The Scottish Government's plan for a local income tax has suffered a further setback after claims by a leading professor of law that it 'almost certainly' breaches the European Charter of Local Self-Government.

Christopher Himsworth, professor of administrative law at Edinburgh University, told the Scottish Parliament's local government committee on May 28 that the plan for a single rate of tax for all councils was unlikely to comply with the charter.

The professor's claim comes just weeks after the Treasury warned that the Scottish Government did not have the legal powers to introduce a nationally set LIT.

As Public Finance disclosed last month, Treasury sources said the proposal to levy a 3p in the pound tax, set centrally and administered and collected nationally, was

'not a devolved matter in terms of the Scotland Act'.

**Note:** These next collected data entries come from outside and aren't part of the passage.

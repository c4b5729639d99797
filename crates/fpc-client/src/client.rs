//! Asynchronous FPC client.
//!
//! [`FpcClient`] wraps a [`SessionClient`]. The endpoint methods live in the
//! resource modules of this crate, each as an `impl FpcClient` block.

use crate::Result;
use fpc_core::client::{ClientConfig, SessionClient, SessionClientBuilder};
use fpc_core::config::FpcClientConfig;
use reqwest::{Method, StatusCode};
use serde::de::DeserializeOwned;
use serde::Serialize;
use url::Url;

const USER_AGENT: &str = concat!("fpc-client/", env!("CARGO_PKG_VERSION"));

/// Builder for [`FpcClient`].
#[derive(Debug, Clone)]
pub struct FpcClientBuilder {
    inner: SessionClientBuilder,
}

impl FpcClientBuilder {
    /// Create a builder from the client configuration.
    #[must_use]
    pub fn new(config: FpcClientConfig) -> Self {
        Self {
            inner: SessionClientBuilder::new(config).with_user_agent(USER_AGENT),
        }
    }

    /// Override the HTTP client configuration.
    #[must_use]
    pub fn with_http_config(mut self, config: ClientConfig) -> Self {
        self.inner = self.inner.with_http_config(config);
        self
    }

    /// Override the `User-Agent` header.
    #[must_use]
    pub fn with_user_agent(mut self, user_agent: impl Into<String>) -> Self {
        self.inner = self.inner.with_user_agent(user_agent);
        self
    }

    /// Build the client.
    ///
    /// # Errors
    ///
    /// Returns an error if the configuration is invalid or the HTTP client
    /// cannot be constructed.
    pub fn build(self) -> Result<FpcClient> {
        let inner = self.inner.build()?;
        Ok(FpcClient { inner })
    }
}

/// Asynchronous client for the FPC management API.
///
/// Call [`login`](Self::login) before any endpoint method; without a session
/// they fail with [`fpc_core::Error::NotAuthenticated`].
#[derive(Clone)]
pub struct FpcClient {
    inner: SessionClient,
}

impl FpcClient {
    /// Construct a client directly from the configuration.
    ///
    /// # Errors
    ///
    /// See [`FpcClientBuilder::build`].
    pub fn new(config: FpcClientConfig) -> Result<Self> {
        FpcClientBuilder::new(config).build()
    }

    /// Start a builder pre-populated with the provided configuration.
    #[must_use]
    pub fn builder(config: FpcClientConfig) -> FpcClientBuilder {
        FpcClientBuilder::new(config)
    }

    /// Return the base URL.
    #[must_use]
    pub fn base_url(&self) -> &Url {
        self.inner.base_url()
    }

    /// Access the underlying session client, e.g. for endpoints this crate
    /// does not wrap.
    #[must_use]
    pub fn session(&self) -> &SessionClient {
        &self.inner
    }

    /// Returns true once a session token is held.
    #[must_use]
    pub fn is_authenticated(&self) -> bool {
        self.inner.is_authenticated()
    }

    /// Log in with the configured credentials.
    ///
    /// # Errors
    ///
    /// See [`SessionClient::login`].
    pub async fn login(&self) -> Result<()> {
        self.inner.login().await
    }

    /// Invalidate the session and return the raw status code.
    ///
    /// # Errors
    ///
    /// See [`SessionClient::logout`].
    pub async fn logout(&self) -> Result<StatusCode> {
        self.inner.logout().await
    }

    pub(crate) async fn get_json<R>(&self, path: &str) -> Result<R>
    where
        R: DeserializeOwned,
    {
        self.inner.send_json::<(), R>(Method::GET, path, None).await
    }

    pub(crate) async fn post_json<B, R>(&self, path: &str, body: &B) -> Result<R>
    where
        B: Serialize + ?Sized,
        R: DeserializeOwned,
    {
        self.inner.send_json(Method::POST, path, Some(body)).await
    }

    pub(crate) async fn post_status<B>(&self, path: &str, body: Option<&B>) -> Result<StatusCode>
    where
        B: Serialize + ?Sized,
    {
        self.inner.send_status(Method::POST, path, body).await
    }
}
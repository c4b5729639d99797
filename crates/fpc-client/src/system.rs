//! System provisioning endpoints.
//!
//! These are read-only listings whose payloads are returned as raw JSON.

use crate::client::FpcClient;
use crate::Result;
use fpc_core::ids::{CountryId, CustomerId, RoleId};
use serde_json::Value;

impl FpcClient {
    /// Controllers known to FPC.
    pub async fn get_controllers(&self) -> Result<Value> {
        self.get_json("controllers").await
    }

    /// Managed devices.
    pub async fn list_devices(&self) -> Result<Value> {
        self.get_json("devices").await
    }

    /// Administrative domains.
    pub async fn list_adoms(&self) -> Result<Value> {
        self.get_json("adoms").await
    }

    /// User roles.
    pub async fn list_roles(&self) -> Result<Value> {
        self.get_json("roles").await
    }

    /// A single user role.
    pub async fn get_role(&self, id: RoleId) -> Result<Value> {
        self.get_json(&format!("roles/{id}")).await
    }

    /// FortiAP inventory.
    pub async fn list_faps(&self) -> Result<Value> {
        self.get_json("faps").await
    }

    /// Audit log entries.
    pub async fn list_audit_logs(&self) -> Result<Value> {
        self.get_json("auditlogs").await
    }

    /// Active alerts.
    pub async fn list_alerts(&self) -> Result<Value> {
        self.get_json("alerts").await
    }

    /// Cloud storage usage across customers.
    pub async fn list_cloud_usage(&self) -> Result<Value> {
        self.get_json("cloudusage").await
    }

    /// Cloud storage usage of one customer.
    pub async fn get_customer_cloud_usage(&self, cid: CustomerId) -> Result<Value> {
        self.get_json(&format!("cloudusage/{cid}")).await
    }

    /// Supported countries.
    pub async fn list_countries(&self) -> Result<Value> {
        self.get_json("countries").await
    }

    /// A single country.
    pub async fn get_country(&self, id: CountryId) -> Result<Value> {
        self.get_json(&format!("countries/{id}")).await
    }

    /// System users.
    pub async fn list_users(&self) -> Result<Value> {
        self.get_json("users").await
    }
}
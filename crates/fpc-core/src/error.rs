//! Error types for FPC API operations.
//!
//! Every fallible call in this workspace returns [`Result`]. Network failures
//! keep the text of the underlying error so callers can report it.

use thiserror::Error;

/// Main error type for FPC API operations.
#[derive(Error, Debug, Clone, PartialEq)]
pub enum Error {
    /// The API host could not be reached
    #[error("Error connecting to the API: {0}")]
    ConnectionFailed(String),

    /// Operation timed out
    #[error("Timeout error: {0}")]
    Timeout(String),

    /// HTTP request failed
    #[error("HTTP request failed: {0}")]
    HttpError(String),

    /// Request failed for a reason not covered by the other variants
    #[error("Unknown request error: {0}")]
    RequestFailed(String),

    /// Login was rejected or the session was refused
    #[error("Authentication failed: {0}")]
    AuthenticationFailed(String),

    /// An authenticated call was attempted without a session token
    #[error("Not authenticated: call login() first")]
    NotAuthenticated,

    /// Resource not found
    #[error("Not found: {0}")]
    NotFound(String),

    /// Bad request with details
    #[error("Bad request: {0}")]
    BadRequest(String),

    /// Invalid request
    #[error("Invalid request: {0}")]
    InvalidRequest(String),

    /// Conflict error
    #[error("Conflict: {0}")]
    Conflict(String),

    /// API is unavailable or returned a server error
    #[error("Service unavailable: {0}")]
    ServiceUnavailable(String),

    /// Failed to parse an API response
    #[error("Failed to parse API response: {0}")]
    ParseError(String),

    /// Configuration error
    #[error("Configuration error: {0}")]
    ConfigError(String),

    /// Invalid endpoint
    #[error("Invalid endpoint: {0}")]
    InvalidEndpoint(String),

    /// Validation error
    #[error("Validation error: {0}")]
    ValidationError(String),

    /// Internal error
    #[error("Internal error: {0}")]
    InternalError(String),
}

/// Specialized result type for FPC API operations.
pub type Result<T> = std::result::Result<T, Error>;

impl Error {
    /// Returns the error code for this error type.
    #[must_use]
    pub fn error_code(&self) -> &'static str {
        match self {
            Self::ConnectionFailed(_) => "CONNECTION_FAILED",
            Self::Timeout(_) => "TIMEOUT",
            Self::HttpError(_) => "HTTP_ERROR",
            Self::RequestFailed(_) => "REQUEST_FAILED",
            Self::AuthenticationFailed(_) => "AUTHENTICATION_FAILED",
            Self::NotAuthenticated => "NOT_AUTHENTICATED",
            Self::NotFound(_) => "NOT_FOUND",
            Self::BadRequest(_) => "BAD_REQUEST",
            Self::InvalidRequest(_) => "INVALID_REQUEST",
            Self::Conflict(_) => "CONFLICT",
            Self::ServiceUnavailable(_) => "SERVICE_UNAVAILABLE",
            Self::ParseError(_) => "PARSE_ERROR",
            Self::ConfigError(_) => "CONFIG_ERROR",
            Self::InvalidEndpoint(_) => "INVALID_ENDPOINT",
            Self::ValidationError(_) => "VALIDATION_ERROR",
            Self::InternalError(_) => "INTERNAL_ERROR",
        }
    }

    /// Returns true if this error should be logged as a serious error.
    #[must_use]
    pub const fn should_log(&self) -> bool {
        matches!(
            self,
            Self::ConnectionFailed(_)
                | Self::Timeout(_)
                | Self::RequestFailed(_)
                | Self::InternalError(_)
                | Self::ConfigError(_)
        )
    }

    /// Returns true if the error came from the network layer rather than from
    /// an HTTP status or a local check.
    #[must_use]
    pub const fn is_network(&self) -> bool {
        matches!(
            self,
            Self::ConnectionFailed(_) | Self::Timeout(_) | Self::HttpError(_) | Self::RequestFailed(_)
        )
    }
}

// Conversions from external error types
impl From<reqwest::Error> for Error {
    fn from(err: reqwest::Error) -> Self {
        if err.is_timeout() {
            Self::Timeout(err.to_string())
        } else if err.is_connect() {
            Self::ConnectionFailed(err.to_string())
        } else if err.is_decode() {
            Self::ParseError(err.to_string())
        } else if err.is_status() || err.is_request() || err.is_redirect() {
            Self::HttpError(err.to_string())
        } else {
            Self::RequestFailed(err.to_string())
        }
    }
}

impl From<url::ParseError> for Error {
    fn from(err: url::ParseError) -> Self {
        Self::InvalidEndpoint(err.to_string())
    }
}

impl From<serde_json::Error> for Error {
    fn from(err: serde_json::Error) -> Self {
        Self::ParseError(err.to_string())
    }
}

impl From<validator::ValidationErrors> for Error {
    fn from(err: validator::ValidationErrors) -> Self {
        Self::ValidationError(err.to_string())
    }
}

In a submission to the committee, Himsworth said that when devolution was introduced, the UK government specifically invoked the European charter's terms as providing the standards according to which Scottish local government would be expected to develop.

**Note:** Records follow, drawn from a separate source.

//! Configuration structures for FPC clients.
//!
//! [`FpcClientConfig`] names the API endpoint and the credentials used at
//! login. It can be built in code or deserialized from any serde format the
//! caller already uses.

use crate::session::deserialize_secret;
use crate::Error;
use secrecy::SecretString;
use serde::Deserialize;
use std::path::PathBuf;
use std::time::Duration;
use url::Url;
use validator::Validate;

/// Path prefix under which the API is served on an FPC host.
pub const API_PATH_PREFIX: &str = "/fpc/api";

/// Configuration for an FPC client instance.
#[derive(Debug, Clone, Deserialize, Validate)]
pub struct FpcClientConfig {
    /// API base URL (e.g. `https://fpc.example.com/fpc/api`)
    #[validate(url)]
    pub base_url: String,

    /// Login user name
    #[validate(length(min = 1))]
    pub username: String,

    /// Login password
    #[serde(deserialize_with = "deserialize_secret")]
    pub password: SecretString,

    /// Whether to verify TLS certificates
    #[serde(default = "default_tls_verify")]
    pub tls_verify: bool,

    /// Optional path to custom CA certificate
    #[serde(default)]
    pub tls_ca_cert: Option<PathBuf>,

    /// Request timeout in seconds
    #[validate(range(min = 1, max = 300))]
    #[serde(default = "default_request_timeout_secs")]
    pub request_timeout_secs: u64,
}

// FPC appliances ship with self-signed certificates.
const fn default_tls_verify() -> bool {
    false
}

const fn default_request_timeout_secs() -> u64 {
    30
}

impl FpcClientConfig {
    /// Create a new client configuration from a full base URL.
    ///
    /// # Arguments
    ///
    /// * `base_url` - The API base URL, including the `/fpc/api` prefix
    /// * `username` - Login user name
    /// * `password` - Login password
    ///
    /// # Errors
    ///
    /// Returns an error if the URL is invalid or validation fails.
    pub fn new(
        base_url: impl Into<String>,
        username: impl Into<String>,
        password: impl Into<String>,
    ) -> Result<Self, Error> {
        let config = Self {
            base_url: base_url.into(),
            username: username.into(),
            password: SecretString::from(password.into()),
            tls_verify: default_tls_verify(),
            tls_ca_cert: None,
            request_timeout_secs: default_request_timeout_secs(),
        };

        config
            .validate()
            .map_err(|e| Error::ConfigError(format!("Invalid configuration: {e}")))?;

        Ok(config)
    }

    /// Create a configuration for the standard API location on `hostname`,
    /// `https://<hostname>/fpc/api`.
    ///
    /// # Errors
    ///
    /// Returns an error if the resulting URL is invalid or validation fails.
    pub fn for_host(
        hostname: &str,
        username: impl Into<String>,
        password: impl Into<String>,
    ) -> Result<Self, Error> {
        Self::new(
            format!("https://{hostname}{API_PATH_PREFIX}"),
            username,
            password,
        )
    }

    /// Set whether to verify TLS certificates.
    #[must_use]
    pub const fn with_tls_verify(mut self, verify: bool) -> Self {
        self.tls_verify = verify;
        self
    }

    /// Set custom CA certificate path.
    #[must_use]
    pub fn with_ca_cert(mut self, path: PathBuf) -> Self {
        self.tls_ca_cert = Some(path);
        self
    }

    /// Set request timeout in seconds.
    #[must_use]
    pub const fn with_timeout(mut self, seconds: u64) -> Self {
        self.request_timeout_secs = seconds;
        self
    }

    /// Get the request timeout as a Duration.
    #[must_use]
    pub const fn timeout(&self) -> Duration {
        Duration::from_secs(self.request_timeout_secs)
    }

    /// Parse the base URL into the form used for joining endpoint paths.
    ///
    /// The returned URL always ends with `/` so that relative paths land
    /// under the API prefix rather than replacing its last segment.
    ///
    /// # Errors
    ///
    /// Returns an error if the URL cannot be parsed or cannot carry a path.
    pub fn parse_base_url(&self) -> Result<Url, Error> {
        let mut url = Url::parse(&self.base_url)
            .map_err(|e| Error::ConfigError(format!("Invalid base URL: {e}")))?;

        if url.cannot_be_a_base() {
            return Err(Error::ConfigError(format!(
                "Base URL `{}` cannot carry endpoint paths",
                self.base_url
            )));
        }

        if !url.path().ends_with('/') {
            let path = format!("{}/", url.path());
            url.set_path(&path);
        }

        Ok(url)
    }
}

The charter contained many provisions designed

to protect the powers of councils and their freedom to exercise their powers without undue central government restraints.

According to Article Nine, at least part of councils' resources 'shall derive from local taxes and charges of which, within the limits of statute, they have the power to determine the rate'.

Himsworth said: 'It seems to me that a proposal to remove from Scottish local authorities any power at all to determine the level of their own financial resources through local taxation is almost certainly in breach of Article Nine.'

He added that if there were other means whereby at least part of the tax could be under the control of local authorities, there was unlikely to be any difficulty.

'Somewhere or other in the totality of local authority spending there has to be an element which derives from locally fixed taxes or charges,' he said.

Professor Richard Kerley, vice principal responsible for international strategy at Queen Margaret University, Edinburgh, said he believed it might not be competent under the devolution legislation for the Parliament to introduce a local income tax as proposed by the Scottish government.

'I have previously expressed these views cautiously but I am interested HM Treasury now appear to take a similar view – whatever their reasons for doing so,' Kerley said.